# Pipeline Stage 2
There are a number of files used to help manage the data synthesis process for SGCN species that are stored with the root collection item in ScienceBase. This notebook is used to cache the files for processing, but was also used initially to help document those data objects for further reference and validation with JSON schema.

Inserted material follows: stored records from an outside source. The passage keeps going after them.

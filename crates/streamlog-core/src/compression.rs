//! Snapshot Compression
//!
//! Node bodies inside a snapshot may be LZ4-compressed. Live nodes are never
//! compressed in memory: the iterator reads them in place.
//!
//! - **None**: raw packed node bytes
//! - **LZ4**: `lz4_flex` block format with the uncompressed size prepended

use serde::{Deserialize, Serialize};

/// Compression type for snapshot node bodies
#[derive(Debug, Clone, Copy, Default, PartialEq, Eq, Serialize, Deserialize)]
#[serde(rename_all = "lowercase")]
#[repr(u16)]
pub enum Compression {
    #[default]
    None = 0,
    Lz4 = 1,
}

impl TryFrom<u16> for Compression {
    type Error = crate::Error;

    fn try_from(value: u16) -> Result<Self, Self::Error> {
        match value {
            0 => Ok(Compression::None),
            1 => Ok(Compression::Lz4),
            _ => Err(crate::Error::InvalidCompression(value)),
        }
    }
}

impl Compression {
    /// Compress a node body.
    pub fn compress(self, data: &[u8]) -> Vec<u8> {
        match self {
            Compression::None => data.to_vec(),
            Compression::Lz4 => lz4_flex::compress_prepend_size(data),
        }
    }

    /// Decompress a node body written by [`Compression::compress`].
    pub fn decompress(self, data: &[u8]) -> crate::Result<Vec<u8>> {
        match self {
            Compression::None => Ok(data.to_vec()),
            Compression::Lz4 => lz4_flex::decompress_size_prepended(data)
                .map_err(|e| crate::Error::Decompression(e.to_string())),
        }
    }
}

#[cfg(test)]
mod tests {
    use super::*;

    #[test]
    fn test_compression_ids() {
        assert_eq!(Compression::try_from(0).unwrap(), Compression::None);
        assert_eq!(Compression::try_from(1).unwrap(), Compression::Lz4);
        assert_eq!(
            Compression::try_from(2),
            Err(crate::Error::InvalidCompression(2))
        );
    }

    #[test]
    fn test_lz4_body() {
        let body = b"field-a value field-a value field-a value".repeat(20);
        let packed = Compression::Lz4.compress(&body);
        assert!(packed.len() < body.len());
        assert_eq!(Compression::Lz4.decompress(&packed).unwrap(), body);
    }

    #[test]
    fn test_lz4_garbage_is_an_error() {
        let err = Compression::Lz4.decompress(&[0x10, 0, 0, 0, 0xFF, 0xFF]);
        assert!(matches!(err, Err(crate::Error::Decompression(_))));
    }
}
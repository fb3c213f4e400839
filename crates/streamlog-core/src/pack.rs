//! Packed Elements and the Node Cursor
//!
//! A node buffer is a flat sequence of *elements*. Every element is either an
//! integer or a byte string, and is laid out as:
//!
//! ```text
//! ┌───────────┬──────────────────────┬──────────────────────┐
//! │ tag       │ payload              │ back-length          │
//! │ (varint)  │ int: zigzag varint   │ size of tag+payload, │
//! │ 0 = int   │ bytes: raw bytes     │ reversed varint      │
//! │ 2n+1 = n  │                      │                      │
//! │   bytes   │                      │                      │
//! └───────────┴──────────────────────┴──────────────────────┘
//! ```
//!
//! The tag makes every element self-describing left to right; the back-length
//! makes it self-describing right to left. [`Cursor`] is the only code that
//! knows this layout: the append, trim and iteration paths all move through a
//! node with `next`/`prev` on a cursor.

use bytes::BufMut;

use crate::varint::{
    decode_backlen, decode_varint, decode_varint_u64, encode_backlen, encode_varint,
    encode_varint_u64, varint_len, zigzag_encode,
};
use crate::{Error, Result};

const TAG_INT: u64 = 0;

/// A decoded element, borrowing byte strings from the node buffer.
#[derive(Debug, Clone, Copy, PartialEq, Eq)]
pub enum Element<'a> {
    Int(i64),
    Bytes(&'a [u8]),
}

/// Append an integer element.
pub fn put_int(buf: &mut Vec<u8>, value: i64) {
    let start = buf.len();
    encode_varint_u64(buf, TAG_INT);
    encode_varint(buf, value);
    let body = buf.len() - start;
    encode_backlen(buf, body as u64);
}

/// Append a byte-string element.
pub fn put_bytes(buf: &mut Vec<u8>, bytes: &[u8]) {
    let start = buf.len();
    encode_varint_u64(buf, ((bytes.len() as u64) << 1) | 1);
    buf.put_slice(bytes);
    let body = buf.len() - start;
    encode_backlen(buf, body as u64);
}

/// Encoded size of an integer element, back-length included.
pub fn int_len(value: i64) -> usize {
    element_len(varint_len(TAG_INT) + varint_len(zigzag_encode(value)))
}

/// Encoded size of a byte-string element of `len` bytes, back-length included.
pub fn bytes_len(len: usize) -> usize {
    element_len(varint_len(((len as u64) << 1) | 1) + len)
}

fn element_len(body: usize) -> usize {
    body + varint_len(body as u64)
}

/// Position within a packed buffer, always at the start of an element or at
/// the end of the buffer.
#[derive(Debug, Clone, Copy)]
pub struct Cursor<'a> {
    buf: &'a [u8],
    pos: usize,
}

impl<'a> Cursor<'a> {
    pub fn new(buf: &'a [u8], pos: usize) -> Self {
        Self { buf, pos }
    }

    pub fn position(&self) -> usize {
        self.pos
    }

    pub fn at_end(&self) -> bool {
        self.pos >= self.buf.len()
    }

    /// Decode the element under the cursor together with its tag+payload size.
    fn decode(&self) -> Result<(Element<'a>, usize)> {
        if self.at_end() {
            return Err(Error::UnexpectedEof);
        }

        let mut rest: &'a [u8] = &self.buf[self.pos..];
        let before = rest.len();
        let tag = decode_varint_u64(&mut rest)?;

        let element = if tag == TAG_INT {
            Element::Int(decode_varint(&mut rest)?)
        } else if tag & 1 == 1 {
            let len = usize::try_from(tag >> 1).map_err(|_| Error::UnexpectedEof)?;
            if rest.len() < len {
                return Err(Error::UnexpectedEof);
            }
            let (data, tail) = rest.split_at(len);
            rest = tail;
            Element::Bytes(data)
        } else {
            return Err(Error::corrupt(format!(
                "unknown element tag {} at offset {}",
                tag, self.pos
            )));
        };

        Ok((element, before - rest.len()))
    }

    pub fn read(&self) -> Result<Element<'a>> {
        self.decode().map(|(element, _)| element)
    }

    pub fn read_int(&self) -> Result<i64> {
        match self.read()? {
            Element::Int(value) => Ok(value),
            Element::Bytes(_) => Err(Error::corrupt(format!(
                "expected integer element at offset {}",
                self.pos
            ))),
        }
    }

    pub fn read_bytes(&self) -> Result<&'a [u8]> {
        match self.read()? {
            Element::Bytes(data) => Ok(data),
            Element::Int(_) => Err(Error::corrupt(format!(
                "expected byte-string element at offset {}",
                self.pos
            ))),
        }
    }

    /// Step over the current element. The stored back-length must agree with
    /// the forward size, otherwise reverse traversal would desynchronise.
    pub fn next(&mut self) -> Result<()> {
        let (_, body) = self.decode()?;
        let stop = self.pos + body + varint_len(body as u64);
        if stop > self.buf.len() {
            return Err(Error::UnexpectedEof);
        }
        let (stored, _) = decode_backlen(self.buf, stop)?;
        if stored != body as u64 {
            return Err(Error::corrupt(format!(
                "back-length {} does not match element size {} at offset {}",
                stored, body, self.pos
            )));
        }
        self.pos = stop;
        Ok(())
    }

    /// Step back to the preceding element. Returns `false` at the buffer start.
    pub fn prev(&mut self) -> Result<bool> {
        if self.pos == 0 {
            return Ok(false);
        }
        let (body, used) = decode_backlen(self.buf, self.pos)?;
        let start = usize::try_from(body)
            .ok()
            .and_then(|body| self.pos.checked_sub(used + body))
            .ok_or_else(|| {
                Error::corrupt(format!("back-length at offset {} points before start", self.pos))
            })?;
        self.pos = start;
        Ok(true)
    }

    pub fn skip(&mut self, count: usize) -> Result<()> {
        for _ in 0..count {
            self.next()?;
        }
        Ok(())
    }

    pub fn rewind(&mut self, count: usize) -> Result<()> {
        for _ in 0..count {
            if !self.prev()? {
                return Err(Error::corrupt("rewound past the start of the node"));
            }
        }
        Ok(())
    }

    /// Offset just past the current element.
    pub fn element_end(&self) -> Result<usize> {
        let mut probe = *self;
        probe.next()?;
        Ok(probe.pos)
    }
}
//! Stream Performance Benchmarks
//!
//! ## What We Benchmark
//!
//! ### 1. Append (`bench_append`)
//! - Records/second appended with explicit IDs
//! - Same-schema records (dictionary compressed) vs. varying schemas
//!
//! ### 2. Range Reads (`bench_range`)
//! - Full forward and reverse scans
//!
//! ### 3. Trim (`bench_trim`)
//! - Exact vs. approximate trims of half the stream
//!
//! ### 4. Snapshots (`bench_snapshot`)
//! - Encode + decode with and without LZ4 node bodies
//!
//! ## Running Benchmarks
//!
//! ```bash
//! cargo bench -p streamlog-storage
//!
//! # Run specific benchmark
//! cargo bench -p streamlog-storage --bench append_bench append
//! ```

use criterion::{black_box, criterion_group, criterion_main, BenchmarkId, Criterion, Throughput};
use streamlog_storage::{
    decode_stream, encode_stream, Compression, Stream, StreamConfig, StreamId,
};

fn filled_stream(count: u64, config: StreamConfig) -> Stream {
    let mut stream = Stream::with_config(config);
    for i in 1..=count {
        let value = format!("value-{i}");
        stream
            .append(
                &[("sensor", "temp-01"), ("reading", value.as_str())],
                Some(StreamId::new(i, 0)),
            )
            .unwrap();
    }
    stream
}

fn bench_append(c: &mut Criterion) {
    let mut group = c.benchmark_group("append");

    for record_count in [1_000u64, 10_000] {
        group.throughput(Throughput::Elements(record_count));
        group.bench_with_input(
            BenchmarkId::new("same_fields", record_count),
            &record_count,
            |b, &count| {
                b.iter(|| black_box(filled_stream(count, StreamConfig::default())));
            },
        );
        group.bench_with_input(
            BenchmarkId::new("varying_fields", record_count),
            &record_count,
            |b, &count| {
                b.iter(|| {
                    let mut stream = Stream::new();
                    for i in 1..=count {
                        let field = format!("f{}", i % 5);
                        stream
                            .append(&[(field.as_str(), "v")], Some(StreamId::new(i, 0)))
                            .unwrap();
                    }
                    black_box(stream)
                });
            },
        );
    }

    group.finish();
}

fn bench_range(c: &mut Criterion) {
    let mut group = c.benchmark_group("range");
    let record_count = 10_000u64;
    let stream = filled_stream(record_count, StreamConfig::default());

    group.throughput(Throughput::Elements(record_count));
    for reverse in [false, true] {
        let name = if reverse { "reverse" } else { "forward" };
        group.bench_function(name, |b| {
            b.iter(|| {
                black_box(
                    stream
                        .range(StreamId::MIN, StreamId::MAX, reverse, None)
                        .unwrap(),
                )
            });
        });
    }

    group.finish();
}

fn bench_trim(c: &mut Criterion) {
    let mut group = c.benchmark_group("trim");

    for approximate in [false, true] {
        let name = if approximate { "approximate" } else { "exact" };
        group.bench_function(name, |b| {
            b.iter_batched(
                || filled_stream(10_000, StreamConfig::default()),
                |mut stream| black_box(stream.trim(5_000, approximate).unwrap()),
                criterion::BatchSize::LargeInput,
            );
        });
    }

    group.finish();
}

fn bench_snapshot(c: &mut Criterion) {
    let mut group = c.benchmark_group("snapshot");

    for compression in [Compression::None, Compression::Lz4] {
        let compression_name = match compression {
            Compression::None => "none",
            Compression::Lz4 => "lz4",
        };
        let config = StreamConfig {
            snapshot_compression: compression,
            ..Default::default()
        };
        let stream = filled_stream(10_000, config.clone());

        group.bench_function(format!("{compression_name}_roundtrip"), |b| {
            b.iter(|| {
                let bytes = encode_stream(&stream).unwrap();
                black_box(decode_stream(&bytes, config.clone()).unwrap())
            });
        });
    }

    group.finish();
}

criterion_group!(benches, bench_append, bench_range, bench_trim, bench_snapshot);
criterion_main!(benches);
//! Range Iteration
//!
//! Records are visited in ID order (or reverse ID order) within an inclusive
//! `[start, end]` range. Use [`StreamId::MIN`] and [`StreamId::MAX`] for open
//! ends.
//!
//! ## State Machine
//!
//! ```text
//!  BeforeStart ──seek──► Positioned(node, offset) ──bound passed──► Exhausted
//!                          │        ▲
//!                          └────────┘
//!                       next record / next node
//! ```
//!
//! - Forward iteration seeks the node with the greatest key `<= start` (or
//!   the first node) and reads records left to right.
//! - Reverse iteration seeks the node with the greatest key `<= end` and walks
//!   right to left using each record's trailing length.
//! - Crossing a node boundary re-seeks the index for the neighbouring node.
//!
//! Two front ends share the same walker:
//!
//! - [`StreamIterator`] borrows the stream mutably. It yields `(id, field_count)`
//!   and hands out fields one at a time with [`StreamIterator::read_field`]. It
//!   can delete the record it is on with [`StreamIterator::remove_current`].
//! - [`Records`] borrows the stream immutably and yields owned [`Record`]s.

use bytes::Bytes;
use streamlog_core::{Node, NodeHeader, Record, RecordView, StreamId};

use crate::error::{Error, Result};
use crate::index::NodeIndex;
use crate::stream::{missing_node, Stream};

#[derive(Debug, Clone, Copy, PartialEq, Eq)]
enum State {
    BeforeStart,
    /// `next` is the offset of the next record to look at in node `key`,
    /// or `None` once the node is used up.
    Positioned { key: StreamId, next: Option<usize> },
    Exhausted,
}

/// A record the walker stopped on.
#[derive(Debug, Clone, Copy)]
struct Hit {
    key: StreamId,
    header: NodeHeader,
    view: RecordView,
}

/// Direction-aware cursor over the node chain. Holds no borrow, so callers
/// can mutate the stream between steps.
#[derive(Debug, Clone)]
struct Walker {
    start: StreamId,
    end: StreamId,
    reverse: bool,
    state: State,
}

impl Walker {
    fn new(start: StreamId, end: StreamId, reverse: bool) -> Self {
        let state = if start > end {
            State::Exhausted
        } else {
            State::BeforeStart
        };
        Self {
            start,
            end,
            reverse,
            state,
        }
    }

    fn enter(&self, node: &Node) -> Result<State> {
        let next = if self.reverse {
            node.last_record()?
        } else {
            node.first_record(&node.header()?)
        };
        Ok(State::Positioned {
            key: node.key(),
            next,
        })
    }

    fn seek(&self, nodes: &NodeIndex) -> Result<State> {
        let node = if self.reverse {
            nodes.floor(self.end)
        } else {
            nodes.floor(self.start).or_else(|| nodes.first())
        };
        match node {
            Some(node) => self.enter(node),
            None => Ok(State::Exhausted),
        }
    }

    fn neighbour(&self, nodes: &NodeIndex, key: StreamId) -> Result<State> {
        let node = if self.reverse {
            nodes.predecessor(key)
        } else {
            nodes.successor(key)
        };
        match node {
            Some(node) => self.enter(node),
            None => Ok(State::Exhausted),
        }
    }

    fn advance(&mut self, nodes: &NodeIndex) -> Result<Option<Hit>> {
        loop {
            let (key, pos) = match self.state {
                State::Exhausted => return Ok(None),
                State::BeforeStart => {
                    self.state = self.seek(nodes)?;
                    continue;
                }
                State::Positioned { key, next: None } => {
                    self.state = self.neighbour(nodes, key)?;
                    continue;
                }
                State::Positioned {
                    key,
                    next: Some(pos),
                } => (key, pos),
            };

            let node = nodes.get(&key).ok_or_else(|| missing_node(key))?;
            let header = node.header()?;
            let view = node.read_record(pos, &header)?;
            let next = if self.reverse {
                node.prev_record(pos)?
            } else {
                (view.next < node.byte_len()).then_some(view.next)
            };
            self.state = State::Positioned { key, next };

            if view.flags.is_deleted() {
                continue;
            }
            let (past_bound, before_bound) = if self.reverse {
                (view.id < self.start, view.id > self.end)
            } else {
                (view.id > self.end, view.id < self.start)
            };
            if past_bound {
                self.state = State::Exhausted;
                return Ok(None);
            }
            if before_bound {
                continue;
            }
            return Ok(Some(Hit { key, header, view }));
        }
    }

    /// Restart so that the next step lands just past `id`.
    fn restart_from(&mut self, id: StreamId) {
        if self.reverse {
            self.end = id;
        } else {
            self.start = id;
        }
        self.state = State::BeforeStart;
    }
}

/// Field read position within the current record.
#[derive(Debug, Clone, Copy)]
struct Current {
    hit: Hit,
    fields_read: usize,
    master_pos: usize,
    value_pos: usize,
}

/// Mutable range iterator with delete-during-iterate.
///
/// ```ignore
/// let mut iter = stream.iter(StreamId::MIN, StreamId::MAX, false);
/// while let Some((id, fields)) = iter.advance()? {
///     for _ in 0..fields {
///         let (field, value) = iter.read_field()?;
///         if field == b"expired" {
///             iter.remove_current(id)?;
///             break;
///         }
///     }
/// }
/// ```
#[derive(Debug)]
pub struct StreamIterator<'a> {
    stream: &'a mut Stream,
    walker: Walker,
    current: Option<Current>,
}

impl<'a> StreamIterator<'a> {
    pub fn new(stream: &'a mut Stream, start: StreamId, end: StreamId, reverse: bool) -> Self {
        Self {
            stream,
            walker: Walker::new(start, end, reverse),
            current: None,
        }
    }

    /// Move to the next live record in range, returning its ID and number of
    /// fields, or `None` when the range is exhausted.
    pub fn advance(&mut self) -> Result<Option<(StreamId, usize)>> {
        self.current = None;
        let Some(hit) = self.walker.advance(&self.stream.nodes)? else {
            return Ok(None);
        };
        self.current = Some(Current {
            hit,
            fields_read: 0,
            master_pos: hit.header.master_fields,
            value_pos: hit.view.body,
        });
        Ok(Some((hit.view.id, hit.view.field_count)))
    }

    /// Next field/value pair of the current record. Compressed records get
    /// their names from the node dictionary.
    pub fn read_field(&mut self) -> Result<(&[u8], &[u8])> {
        let current = self.current.as_mut().ok_or(Error::NoCurrentRecord)?;
        if current.fields_read == current.hit.view.field_count {
            return Err(Error::FieldsExhausted);
        }
        let node = self
            .stream
            .nodes
            .get(&current.hit.key)
            .ok_or_else(|| missing_node(current.hit.key))?;

        let field = if current.hit.view.flags.has_same_fields() {
            let mut cursor = node.cursor(current.master_pos);
            let name = cursor.read_bytes()?;
            cursor.next()?;
            current.master_pos = cursor.position();
            name
        } else {
            let mut cursor = node.cursor(current.value_pos);
            let name = cursor.read_bytes()?;
            cursor.next()?;
            current.value_pos = cursor.position();
            name
        };

        let mut cursor = node.cursor(current.value_pos);
        let value = cursor.read_bytes()?;
        cursor.next()?;
        current.value_pos = cursor.position();
        current.fields_read += 1;

        Ok((field, value))
    }

    /// Delete the record last returned by [`StreamIterator::advance`], whose
    /// ID is `id`. Iteration continues with the record after it.
    pub fn remove_current(&mut self, id: StreamId) -> Result<()> {
        let current = match self.current {
            Some(current) if current.hit.view.id == id => current,
            _ => return Err(Error::NoCurrentRecord),
        };
        self.current = None;
        self.stream
            .remove_at(current.hit.key, current.hit.view.start)?;
        self.walker.restart_from(id);
        Ok(())
    }

    /// Release the iterator.
    pub fn stop(self) {}
}

/// Read-only range iterator yielding owned records.
#[derive(Debug)]
pub struct Records<'a> {
    nodes: &'a NodeIndex,
    walker: Walker,
}

impl Iterator for Records<'_> {
    type Item = Result<Record>;

    fn next(&mut self) -> Option<Self::Item> {
        let hit = match self.walker.advance(self.nodes) {
            Ok(hit) => hit?,
            Err(e) => {
                self.walker.state = State::Exhausted;
                return Some(Err(e));
            }
        };
        let record = self
            .nodes
            .get(&hit.key)
            .ok_or_else(|| missing_node(hit.key))
            .and_then(|node| Ok(node.fields(&hit.view, &hit.header)?))
            .map(|pairs| {
                let fields = pairs
                    .into_iter()
                    .map(|(f, v)| (Bytes::copy_from_slice(f), Bytes::copy_from_slice(v)))
                    .collect();
                Record::new(hit.view.id, fields)
            });
        Some(record)
    }
}

impl Stream {
    /// Iterator that can read field by field and delete as it goes.
    pub fn iter(&mut self, start: StreamId, end: StreamId, reverse: bool) -> StreamIterator<'_> {
        StreamIterator::new(self, start, end, reverse)
    }

    /// Owned records in `[start, end]`, in ID order or reversed.
    pub fn records(&self, start: StreamId, end: StreamId, reverse: bool) -> Records<'_> {
        Records {
            nodes: &self.nodes,
            walker: Walker::new(start, end, reverse),
        }
    }

    /// Up to `count` records in `[start, end]`.
    pub fn range(
        &self,
        start: StreamId,
        end: StreamId,
        reverse: bool,
        count: Option<usize>,
    ) -> Result<Vec<Record>> {
        self.records(start, end, reverse)
            .take(count.unwrap_or(usize::MAX))
            .collect()
    }
}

I added a return_data method fo the cache_sgcn_metadata() function in the pysgcn package that handles the process of grabing up and caching the additional metadata files from the SGCN collection item so that it could return the actual data from those files for building schema documentation. I added a build_definitions parameter to the generate_json_schema() function in the pySppIn utils module that triggers an input process during schema generation to prompt for titles and descriptions on the schema itself and each property in the schema. By looping over the individual metadata files and firing the schema generation function with this parameter, we can actively provide a little bit of additional documentation that provides essentially entity/attribute metadata for the package. I then dumped those schema documents to files for later reference in data validation steps.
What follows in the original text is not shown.